En este nuevo modelo, figuras como la Ministra Lenia Batres Guadarrama —identificada como representante de la línea formalista— han cuestionado abiertamente el activismo judicial que caracterizó al periodo posterior a 2011. Su crítica central radica en que, bajo la bandera de los derechos humanos, muchos jueces asumieron un papel que excede sus funciones, creando criterios, principios y efectos que no derivan del texto legal o constitucional.

En consecuencia, se ha propuesto regresar a una aplicación estricta de las normas procesales, incluyendo un uso riguroso de las causales de improcedencia. Así, el juicio de amparo deja de ser visto como una herramienta de acceso expansivo a la justicia para convertirse en un instrumento técnico que debe ser utilizado dentro de los límites legales.

El replanteamiento de las causales de improcedencia

El replanteamiento de las causales de improcedencia debe entenderse como parte de este cambio ideológico. Bajo la reforma de 2024, no basta con tener un reclamo legítimo de derechos: también es necesario que se cumplan estrictamente los requisitos procesales.

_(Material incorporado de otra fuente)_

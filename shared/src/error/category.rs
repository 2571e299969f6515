//! Error code ranges

use super::codes::ErrorCode;
use serde::{Deserialize, Serialize};

/// Domain of an error, taken from the thousands digit of its code
#[derive(Debug, Clone, Copy, PartialEq, Eq, Hash, Serialize, Deserialize)]
#[serde(rename_all = "snake_case")]
pub enum ErrorCategory {
    /// 0xxx
    General,
    /// 1xxx
    Auth,
    /// 3xxx
    Merchant,
    /// 4xxx, sales and cashback balances
    Sale,
    /// 5xxx, plans, subscriptions and gateway charges
    Billing,
    /// 9xxx; unassigned ranges land here too
    System,
}

impl ErrorCategory {
    pub fn from_code(code: u16) -> Self {
        match code / 1000 {
            0 => Self::General,
            1 => Self::Auth,
            3 => Self::Merchant,
            4 => Self::Sale,
            5 => Self::Billing,
            _ => Self::System,
        }
    }

    pub fn name(&self) -> &'static str {
        match self {
            Self::General => "general",
            Self::Auth => "auth",
            Self::Merchant => "merchant",
            Self::Sale => "sale",
            Self::Billing => "billing",
            Self::System => "system",
        }
    }
}

impl ErrorCode {
    pub fn category(&self) -> ErrorCategory {
        ErrorCategory::from_code(self.code())
    }
}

De lo contrario, el juicio debe declararse improcedente.

Esta postura implica un retorno al modelo formalista tradicional, donde el acceso a la justicia queda supeditado al cumplimiento estricto de formas y plazos. Desde esta perspectiva, se busca evitar el abuso del juicio de amparo, eliminar el activismo judicial y reducir la discrecionalidad en las decisiones. A su vez, se considera que ello contribuirá a combatir la corrupción y a depurar al Poder Judicial.

Sin embargo, esta visión tiene un costo: la posible restricción del acceso a la justicia y la disminución en la protección efectiva de los derechos humanos. Las personas en situación de vulnerabilidad, que muchas veces no cuentan con asesoría legal especializada, podrían quedar fuera del sistema por no cumplir con requisitos técnicos, aun cuando sus reclamos sean legítimos.

El modelo progresista, derivado de la reforma de 2011, tiene como ventaja principal su enfoque centrado en la protección de los derechos humanos. Permite a los jueces atender el fondo de los asuntos y aplicar principios constitucionales y convencionales en favor del quejoso. Además, promueve una justicia más cercana a las personas y sensible a las desigualdades estructurales.

No obstante, este modelo también tiene desventajas. El activismo judicial ha generado decisiones dispares, falta de seguridad jurídica y una percepción de arbitrariedad en algunos sectores. Además, ha sido utilizado por algunos actores como excusa para prácticas poco transparentes, lo que ha alimentado la narrativa de corrupción judicial.

El modelo formalista, por su parte, ofrece mayor certeza jurídica, limita la discrecionalidad judicial y refuerza el principio de legalidad. Su aplicación estricta puede contribuir a depurar el juicio de amparo y evitar su uso indebido. También responde a la exigencia ciudadana de mayor rendición de cuentas por parte de los jueces.

Sin embargo, su principal desventaja es que podría cerrar las puertas del juicio de amparo a miles de personas cuyos casos no cumplen con los requisitos formales, pero que enfrentan violaciones sustantivas de derechos. En este sentido, se corre el riesgo de debilitar el sistema de protección de derechos en México y de volver al amparo una figura inaccesible para quienes más lo necesitan.

El debate sobre las causales de improcedencia trasciende lo meramente procesal. En el fondo, se trata de decidir qué tipo de justicia queremos en México: una justicia cercana, flexible y centrada en los derechos humanos, o una justicia rigurosa, predecible y sujeta a formas estrictas. Ambas visiones tienen argumentos válidos y desafíos importantes.

La reforma judicial de 2024 ha marcado un punto de inflexión. El replanteamiento de las causales de improcedencia, en este nuevo contexto, se convierte en un símbolo del modelo judicial que se pretende construir. El reto será encontrar un equilibrio que evite los excesos del pasado sin sacrificar la protección efectiva de los derechos humanos.

La justicia no puede ser solo un ideal; debe ser también una realidad accesible para todas y todos. Y en esa tarea, el juicio de amparo debe seguir siendo una herramienta viva, dinámica y sensible a las necesidades de la sociedad.